You can't take a rifle and chop it down to handguns specs (barrel under 16" OR overall length under 26", or both). You CAN upgrade a handgun to rifle specs as long as you go "all the way" - 16" or more barrel and 26" overall. And per a recent revised ruling, if you bought the gun as a handgun and took it to rifle specs, you can then go backwards.

Things you have to avoid:

* Barrel under 16" AND a shoulder stock (illegal combination).

* Handgun specs and a forward vertical grip under the barrel. Such a grip is only legal on rifles.

Things that are weird but legal:

* Run a barrel of 16" or more without a shoulder stock, it's still legal just very weird. Once you hit 26" overall length, you can do a forward vertical grip even without a shoulder stock.
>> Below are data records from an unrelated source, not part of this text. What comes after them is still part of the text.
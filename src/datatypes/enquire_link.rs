use crate::codec::{CodecError, Decodable, Encodable, PduHeader};
use crate::datatypes::{CommandId, CommandStatus};
use bytes::{Buf, BytesMut};
use std::io::Cursor;

/// The purpose of the SMPP enquire_link operation is to provide a means of
/// checking that the underlying network connection to the SMSC is still
/// active. Either the ESME or SMSC may originate this request.
#[derive(Clone, Debug, PartialEq)]
pub struct EnquireLink {
    // pub command_length: u32,
    // pub command_id: CommandId::EnquireLink,

    // EnquireLink always sets the command status to NULL
    // pub command_status: CommandStatus,
    pub sequence_number: u32,
}

#[derive(Clone, Debug, PartialEq)]
pub struct EnquireLinkResponse {
    // pub command_length: u32,
    // pub command_id: CommandId::EnquireLinkResp,
    pub command_status: CommandStatus,
    pub sequence_number: u32,
}

// Codec trait implementations

impl Decodable for EnquireLink {
    fn command_id() -> CommandId {
        CommandId::EnquireLink
    }

    fn decode(header: PduHeader, buf: &mut Cursor<&[u8]>) -> Result<Self, CodecError> {
        Self::validate_header(&header)?;

        if buf.has_remaining() {
            return Err(CodecError::FieldValidation {
                field: "enquire_link_body",
                reason: "enquire_link PDU should have no body".to_string(),
            });
        }

        Ok(EnquireLink {
            sequence_number: header.sequence_number,
        })
    }
}

impl Encodable for EnquireLink {
    fn encode(&self, buf: &mut BytesMut) -> Result<(), CodecError> {
        let header = PduHeader {
            command_length: PduHeader::SIZE as u32,
            command_id: CommandId::EnquireLink,
            command_status: CommandStatus::Ok,
            sequence_number: self.sequence_number,
        };
        header.encode(buf)?;

        Ok(())
    }

    fn encoded_size(&self) -> usize {
        PduHeader::SIZE
    }
}

impl Decodable for EnquireLinkResponse {
    fn command_id() -> CommandId {
        CommandId::EnquireLinkResp
    }

    fn decode(header: PduHeader, buf: &mut Cursor<&[u8]>) -> Result<Self, CodecError> {
        Self::validate_header(&header)?;

        if buf.has_remaining() {
            return Err(CodecError::FieldValidation {
                field: "enquire_link_resp_body",
                reason: "enquire_link_resp PDU should have no body".to_string(),
            });
        }

        Ok(EnquireLinkResponse {
            command_status: header.command_status,
            sequence_number: header.sequence_number,
        })
    }
}

impl Encodable for EnquireLinkResponse {
    fn encode(&self, buf: &mut BytesMut) -> Result<(), CodecError> {
        let header = PduHeader {
            command_length: PduHeader::SIZE as u32,
            command_id: CommandId::EnquireLinkResp,
            command_status: self.command_status,
            sequence_number: self.sequence_number,
        };
        header.encode(buf)?;

        Ok(())
    }

    fn encoded_size(&self) -> usize {
        PduHeader::SIZE
    }
}

// Convenience constructors

impl EnquireLink {
    pub fn new(sequence_number: u32) -> Self {
        Self { sequence_number }
    }
}

impl EnquireLinkResponse {
    pub fn new(sequence_number: u32) -> Self {
        Self {
            command_status: CommandStatus::Ok,
            sequence_number,
        }
    }

    pub fn error(sequence_number: u32, status: CommandStatus) -> Self {
        Self {
            command_status: status,
            sequence_number,
        }
    }
}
* Weirdest of all: 26" overall, no shoulder stock, barrel UNDER 16", forward vertical grip legal. We call this "Franklin Armory" territory:

http://www.franklinarmory.com/PRODUCTS.html

Note the ATF letter, and the specs on this beast...this is one of the weirdest, "edgiest" skirts around the NFA rules ever .

* Barrel of 16", overall length UNDER 26", no shoulder stock. At that point it's still legally a handgun with a funky long barrel . No vertical forward grip allowed.

That last is important during a Charger's transition to rifle. You take the handgun grip off, and you have the reciever and barrel in hand. You take the handgun barrel off and put a rifle barrel on. At that point you're still legal - you don't yet have a rifle, you have a weird handgun. Now add the rifle stock, and you have a legal rifle. You don't have to "momentarily break the law" during the transition, which is a big reason BATF was forced to agree that all this was legal.

If you took the handgun grip off while the handgun barrel was still in the reciever and put the rifle stock on the handgun-length barrel, you've just created an illegal combination.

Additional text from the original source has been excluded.